__WHAT YOU NEED TO DO__:
Scan the lines below and report each one containing "RepositoryError" by copying it.
START EXCERPTED DATA
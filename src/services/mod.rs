//! Services driving the artist list view on top of a repository.

use thiserror::Error;

use crate::domain::types::TypeConstraintError;
use crate::forms::FormError;
use crate::repository::errors::RepositoryError;

pub mod artists;

#[derive(Debug, Error)]
pub enum ServiceError {
    #[error("not found")]
    NotFound,

    #[error("fetch error: {0}")]
    Fetch(String),

    #[error("form error: {0}")]
    Form(String),

    #[error("type constraint error: {0}")]
    TypeConstraint(String),
}

pub type ServiceResult<T> = Result<T, ServiceError>;

impl From<RepositoryError> for ServiceError {
    fn from(err: RepositoryError) -> Self {
        match err {
            RepositoryError::NotFound => ServiceError::NotFound,
            other => ServiceError::Fetch(other.to_string()),
        }
    }
}

impl From<TypeConstraintError> for ServiceError {
    fn from(val: TypeConstraintError) -> Self {
        ServiceError::TypeConstraint(val.to_string())
    }
}

impl From<FormError> for ServiceError {
    fn from(val: FormError) -> Self {
        ServiceError::Form(val.to_string())
    }
}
END EXCERPTED DATA
__PROBLEM SOLUTION__:
use crate::repository::errors::RepositoryError;
impl From<RepositoryError> for ServiceError {
    fn from(err: RepositoryError) -> Self {
            RepositoryError::NotFound => ServiceError::NotFound,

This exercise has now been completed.